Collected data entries
------------------------------------------------------------------------

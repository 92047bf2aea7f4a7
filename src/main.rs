use parkgate::config::{default_config_path, Config};
use parkgate::pipeline::Resolver;
use parkgate::server::ParkServer;
use parkgate::{PKG_NAME, VERSION};
use std::net::SocketAddr;
use std::path::PathBuf;
use std::sync::Arc;
use std::time::Duration;
use tokio::sync::watch;
use tracing::{error, info, warn};

#[tokio::main]
async fn main() -> anyhow::Result<()> {
    // Initialize logging
    tracing_subscriber::fmt()
        .with_env_filter(
            tracing_subscriber::EnvFilter::from_default_env()
                .add_directive("parkgate=debug".parse().expect("valid log directive")),
        )
        .init();

    let config = load_config()?;
    print_startup_banner(&config);

    let resolver = Resolver::from_config(&config).map_err(|e| {
        error!(error = %e, "Failed to build resolver");
        e
    })?;
    info!(drivers = ?resolver.registry(), "Driver registry ready");

    let bind_addr: SocketAddr = config.listen_address().parse().map_err(|e| {
        error!(bind = %config.server.bind, port = config.server.port, error = %e, "Invalid bind address");
        anyhow::anyhow!("Invalid bind address: {}", e)
    })?;

    // Create shutdown channel
    let (shutdown_tx, shutdown_rx) = watch::channel(false);

    let server = ParkServer::new(bind_addr, Arc::new(resolver), shutdown_rx);
    let server_handle = tokio::spawn(async move {
        if let Err(e) = server.run().await {
            error!(error = %e, "Server error");
        }
    });

    // Wait for shutdown signal (Ctrl+C or SIGTERM)
    #[cfg(unix)]
    {
        use tokio::signal::unix::{signal, SignalKind};
        let mut sigterm = signal(SignalKind::terminate())?;

        tokio::select! {
            _ = tokio::signal::ctrl_c() => {
                info!("Received SIGINT (Ctrl+C), shutting down...");
            }
            _ = sigterm.recv() => {
                info!("Received SIGTERM, shutting down...");
            }
        }
    }

    #[cfg(not(unix))]
    {
        tokio::signal::ctrl_c().await?;
        info!("Received Ctrl+C, shutting down...");
    }

    let _ = shutdown_tx.send(true);

    if tokio::time::timeout(Duration::from_secs(5), server_handle).await.is_err() {
        warn!("Server did not stop within 5 seconds");
    }

    info!("Shutdown complete");
    Ok(())
}

/// Load the config named on the command line, or the per-user default.
///
/// An explicit path must exist; a missing default file means built-in defaults.
fn load_config() -> anyhow::Result<Config> {
    let explicit = std::env::args().nth(1).map(PathBuf::from);
    let config_path = explicit.clone().unwrap_or_else(default_config_path);

    if explicit.is_none() && !config_path.exists() {
        warn!(path = %config_path.display(), "No configuration file, using defaults");
        return Ok(Config::default());
    }

    let config = Config::load(&config_path).map_err(|e| {
        error!(path = %config_path.display(), error = %e, "Failed to load configuration");
        e
    })?;
    info!(path = %config_path.display(), "Configuration loaded");
    Ok(config)
}

fn print_startup_banner(config: &Config) {
    info!(name = PKG_NAME, version = VERSION, "Starting parkgate");
    info!(
        bind = %config.server.bind,
        port = config.server.port,
        tld = %config.tld,
        "Server configuration"
    );
    info!(
        parked = ?config.parked_paths(),
        links = ?config.links_path(),
        default_site = ?config.default_site(),
        directory_listing = config.directory_listing,
        "Site roots"
    );
    if !config.tunnel_services.is_empty() {
        info!(services = ?config.tunnel_services, "Extra wildcard DNS services");
    }
}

------------------------------------------------------------------------

## Exercise aim
Every line of the records above needs to be given again exactly.

## Written response
repository 92047bf2aea7f4a7
filename src/main.rs
use parkgate::config::{default_config_path, Config};
use parkgate::pipeline::Resolver;
use parkgate::server::ParkServer;
use parkgate::{PKG_NAME, VERSION};
use std::net::SocketAddr;
use std::path::PathBuf;
use std::sync::Arc;
use std::time::Duration;
use tokio::sync::watch;
use tracing::{error, info, warn};

#[tokio::main]
async fn main() -> anyhow::Result<()> {
    // Initialize logging
    tracing_subscriber::fmt()
        .with_env_filter(
            tracing_subscriber::EnvFilter::from_default_env()
                .add_directive("parkgate=debug".parse().expect("valid log directive")),
        )
        .init();

    let config = load_config()?;
    print_startup_banner(&config);

    let resolver = Resolver::from_config(&config).map_err(|e| {
        error!(error = %e, "Failed to build resolver");
        e
    })?;
    info!(drivers = ?resolver.registry(), "Driver registry ready");

    let bind_addr: SocketAddr = config.listen_address().parse().map_err(|e| {
        error!(bind = %config.server.bind, port = config.server.port, error = %e, "Invalid bind address");
        anyhow::anyhow!("Invalid bind address: {}", e)
    })?;

    // Create shutdown channel
    let (shutdown_tx, shutdown_rx) = watch::channel(false);

    let server = ParkServer::new(bind_addr, Arc::new(resolver), shutdown_rx);
    let server_handle = tokio::spawn(async move {
        if let Err(e) = server.run().await {
            error!(error = %e, "Server error");
        }
    });

    // Wait for shutdown signal (Ctrl+C or SIGTERM)
    #[cfg(unix)]
    {
        use tokio::signal::unix::{signal, SignalKind};
        let mut sigterm = signal(SignalKind::terminate())?;

        tokio::select! {
            _ = tokio::signal::ctrl_c() => {
                info!("Received SIGINT (Ctrl+C), shutting down...");
            }
            _ = sigterm.recv() => {
                info!("Received SIGTERM, shutting down...");
            }
        }
    }

    #[cfg(not(unix))]
    {
        tokio::signal::ctrl_c().await?;
        info!("Received Ctrl+C, shutting down...");
    }

    let _ = shutdown_tx.send(true);

    if tokio::time::timeout(Duration::from_secs(5), server_handle).await.is_err() {
        warn!("Server did not stop within 5 seconds");
    }

    info!("Shutdown complete");
    Ok(())
}

/// Load the config named on the command line, or the per-user default.
///
/// An explicit path must exist; a missing default file means built-in defaults.
fn load_config() -> anyhow::Result<Config> {
    let explicit = std::env::args().nth(1).map(PathBuf::from);
    let config_path = explicit.clone().unwrap_or_else(default_config_path);

    if explicit.is_none() && !config_path.exists() {
        warn!(path = %config_path.display(), "No configuration file, using defaults");
        return Ok(Config::default());
    }

    let config = Config::load(&config_path).map_err(|e| {
        error!(path = %config_path.display(), error = %e, "Failed to load configuration");
        e
    })?;
    info!(path = %config_path.display(), "Configuration loaded");
    Ok(config)
}

fn print_startup_banner(config: &Config) {
    info!(name = PKG_NAME, version = VERSION, "Starting parkgate");
    info!(
        bind = %config.server.bind,
        port = config.server.port,
        tld = %config.tld,
        "Server configuration"
    );
    info!(
        parked = ?config.parked_paths(),
        links = ?config.links_path(),
        default_site = ?config.default_site(),
        directory_listing = config.directory_listing,
        "Site roots"
    );
    if !config.tunnel_services.is_empty() {
        info!(services = ?config.tunnel_services, "Extra wildcard DNS services");
    }
}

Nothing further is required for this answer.